EXERCISE DIRECTIONS:
Please reproduce every entry, keeping each one exact.
------ STUDY MATERIAL ------
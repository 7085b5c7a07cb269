use std::sync::Arc;

use chrono::NaiveTime;

use crate::errors::FormError;
use crate::form::derive::DerivedRule;
use crate::form::field::FieldValue;
use crate::time::Clock;

const VIN_LENGTH: usize = 17;
const FALLBACK_MODEL_YEAR: &str = "2020";

const MODEL_YEARS: &[(char, &str)] = &[
    ('A', "2010"),
    ('B', "2011"),
    ('C', "2012"),
    ('D', "2013"),
    ('E', "2014"),
    ('F', "2015"),
    ('G', "2016"),
    ('H', "2017"),
    ('J', "2018"),
    ('K', "2019"),
    ('L', "2020"),
    ('M', "2021"),
    ('N', "2022"),
    ('P', "2023"),
    ('R', "2024"),
];

/// `max(0, current - purchase)` once both readings are non-negative numbers.
pub fn mileage_delta_rule(
    purchase: &'static str,
    current: &'static str,
    output: &'static str,
) -> DerivedRule {
    DerivedRule::new(output, [purchase, current], move |session| {
        let reading = |key: &str| session.value(key).as_number().filter(|value| *value >= 0.0);
        Ok(match (reading(purchase), reading(current)) {
            (Some(start), Some(now)) => Some(FieldValue::Number((now - start).max(0.0))),
            _ => None,
        })
    })
}

/// Whole days between the purchase date and now, rounded up.
///
/// "Now" is read from the clock on every evaluation, so the value moves as
/// days pass.
pub fn elapsed_days_rule(
    purchase_date: &'static str,
    output: &'static str,
    clock: Arc<dyn Clock>,
) -> DerivedRule {
    DerivedRule::new(output, [purchase_date], move |session| {
        let Some(date) = session.value(purchase_date).as_date() else {
            return Ok(None);
        };
        let purchased = date.and_time(NaiveTime::default()).and_utc();
        let elapsed = (clock.now() - purchased).num_milliseconds().unsigned_abs();
        const DAY_MS: u64 = 24 * 60 * 60 * 1000;
        let days = elapsed.div_ceil(DAY_MS);
        Ok(Some(FieldValue::Number(days as f64)))
    })
}

/// Vehicle attributes resolved from an identifier.
#[derive(Debug, Clone, PartialEq, Eq)]
pub struct VehicleDetails {
    pub make: String,
    pub model: String,
    pub year: String,
}

/// Pluggable identifier lookup. A real decode service implements this.
pub trait VehicleDecoder: Send + Sync {
    fn decode(&self, vin: &str) -> Result<VehicleDetails, FormError>;
}

/// Offline stand-in that maps the first character to a make/model and the
/// tenth character to a model year.
#[derive(Debug, Default, Clone, Copy)]
pub struct SimulatedDecoder;

impl VehicleDecoder for SimulatedDecoder {
    fn decode(&self, vin: &str) -> Result<VehicleDetails, FormError> {
        let vin = vin.trim();
        let chars: Vec<char> = vin.chars().collect();
        if chars.len() != VIN_LENGTH {
            return Err(FormError::InvalidIdentifier {
                length: chars.len(),
            });
        }

        let (make, model) = match chars[0].to_ascii_uppercase() {
            '1' | '4' | '5' => ("Chevrolet", "Silverado"),
            '2' => ("Ford", "F-150"),
            '3' => ("Dodge", "Ram"),
            'J' => ("Jeep", "Wrangler"),
            'W' => ("Mercedes-Benz", "C-Class"),
            _ => ("Toyota", "Camry"),
        };

        let year = MODEL_YEARS
            .iter()
            .find(|(code, _)| *code == chars[9])
            .map(|(_, year)| *year)
            .unwrap_or(FALLBACK_MODEL_YEAR);

        Ok(VehicleDetails {
            make: make.into(),
            model: model.into(),
            year: year.into(),
        })
    }
}

/// Which attribute of a decoded vehicle a rule writes.
#[derive(Debug, Clone, Copy, PartialEq, Eq)]
pub enum VehicleAttribute {
    Make,
    Model,
    Year,
}

impl VehicleAttribute {
    fn pick(self, details: VehicleDetails) -> String {
        match self {
            VehicleAttribute::Make => details.make,
            VehicleAttribute::Model => details.model,
            VehicleAttribute::Year => details.year,
        }
    }
}

/// One rule per decoded attribute; each writes its own output field.
pub fn vehicle_decode_rule(
    vin: &'static str,
    output: &'static str,
    attribute: VehicleAttribute,
    decoder: Arc<dyn VehicleDecoder>,
) -> DerivedRule {
    DerivedRule::new(output, [vin], move |session| {
        let value = session.value(vin);
        if !value.is_filled() {
            return Ok(None);
        }
        let details = decoder.decode(&value.to_plain())?;
        Ok(Some(FieldValue::Text(attribute.pick(details))))
    })
}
------
EXERCISE ANSWER:
repository 7085b5c7a07cb269
use std::sync::Arc;

use chrono::NaiveTime;

use crate::errors::FormError;
use crate::form::derive::DerivedRule;
use crate::form::field::FieldValue;
use crate::time::Clock;

const VIN_LENGTH: usize = 17;
const FALLBACK_MODEL_YEAR: &str = "2020";

const MODEL_YEARS: &[(char, &str)] = &[
    ('A', "2010"),
    ('B', "2011"),
    ('C', "2012"),
    ('D', "2013"),
    ('E', "2014"),
    ('F', "2015"),
    ('G', "2016"),
    ('H', "2017"),
    ('J', "2018"),
    ('K', "2019"),
    ('L', "2020"),
    ('M', "2021"),
    ('N', "2022"),
    ('P', "2023"),
    ('R', "2024"),
];

/// `max(0, current - purchase)` once both readings are non-negative numbers.
pub fn mileage_delta_rule(
    purchase: &'static str,
    current: &'static str,
    output: &'static str,
) -> DerivedRule {
    DerivedRule::new(output, [purchase, current], move |session| {
        let reading = |key: &str| session.value(key).as_number().filter(|value| *value >= 0.0);
        Ok(match (reading(purchase), reading(current)) {
            (Some(start), Some(now)) => Some(FieldValue::Number((now - start).max(0.0))),
            _ => None,
        })
    })
}

/// Whole days between the purchase date and now, rounded up.
///
/// "Now" is read from the clock on every evaluation, so the value moves as
/// days pass.
pub fn elapsed_days_rule(
    purchase_date: &'static str,
    output: &'static str,
    clock: Arc<dyn Clock>,
) -> DerivedRule {
    DerivedRule::new(output, [purchase_date], move |session| {
        let Some(date) = session.value(purchase_date).as_date() else {
            return Ok(None);
        };
        let purchased = date.and_time(NaiveTime::default()).and_utc();
        let elapsed = (clock.now() - purchased).num_milliseconds().unsigned_abs();
        const DAY_MS: u64 = 24 * 60 * 60 * 1000;
        let days = elapsed.div_ceil(DAY_MS);
        Ok(Some(FieldValue::Number(days as f64)))
    })
}

/// Vehicle attributes resolved from an identifier.
#[derive(Debug, Clone, PartialEq, Eq)]
pub struct VehicleDetails {
    pub make: String,
    pub model: String,
    pub year: String,
}

/// Pluggable identifier lookup. A real decode service implements this.
pub trait VehicleDecoder: Send + Sync {
    fn decode(&self, vin: &str) -> Result<VehicleDetails, FormError>;
}

/// Offline stand-in that maps the first character to a make/model and the
/// tenth character to a model year.
#[derive(Debug, Default, Clone, Copy)]
pub struct SimulatedDecoder;

impl VehicleDecoder for SimulatedDecoder {
    fn decode(&self, vin: &str) -> Result<VehicleDetails, FormError> {
        let vin = vin.trim();
        let chars: Vec<char> = vin.chars().collect();
        if chars.len() != VIN_LENGTH {
            return Err(FormError::InvalidIdentifier {
                length: chars.len(),
            });
        }

        let (make, model) = match chars[0].to_ascii_uppercase() {
            '1' | '4' | '5' => ("Chevrolet", "Silverado"),
            '2' => ("Ford", "F-150"),
            '3' => ("Dodge", "Ram"),
            'J' => ("Jeep", "Wrangler"),
            'W' => ("Mercedes-Benz", "C-Class"),
            _ => ("Toyota", "Camry"),
        };

        let year = MODEL_YEARS
            .iter()
            .find(|(code, _)| *code == chars[9])
            .map(|(_, year)| *year)
            .unwrap_or(FALLBACK_MODEL_YEAR);

        Ok(VehicleDetails {
            make: make.into(),
            model: model.into(),
            year: year.into(),
        })
    }
}

/// Which attribute of a decoded vehicle a rule writes.
#[derive(Debug, Clone, Copy, PartialEq, Eq)]
pub enum VehicleAttribute {
    Make,
    Model,
    Year,
}

impl VehicleAttribute {
    fn pick(self, details: VehicleDetails) -> String {
        match self {
            VehicleAttribute::Make => details.make,
            VehicleAttribute::Model => details.model,
            VehicleAttribute::Year => details.year,
        }
    }
}

/// One rule per decoded attribute; each writes its own output field.
pub fn vehicle_decode_rule(
    vin: &'static str,
    output: &'static str,
    attribute: VehicleAttribute,
    decoder: Arc<dyn VehicleDecoder>,
) -> DerivedRule {
    DerivedRule::new(output, [vin], move |session| {
        let value = session.value(vin);
        if !value.is_filled() {
            return Ok(None);
        }
        let details = decoder.decode(&value.to_plain())?;
        Ok(Some(FieldValue::Text(attribute.pick(details))))
    })
}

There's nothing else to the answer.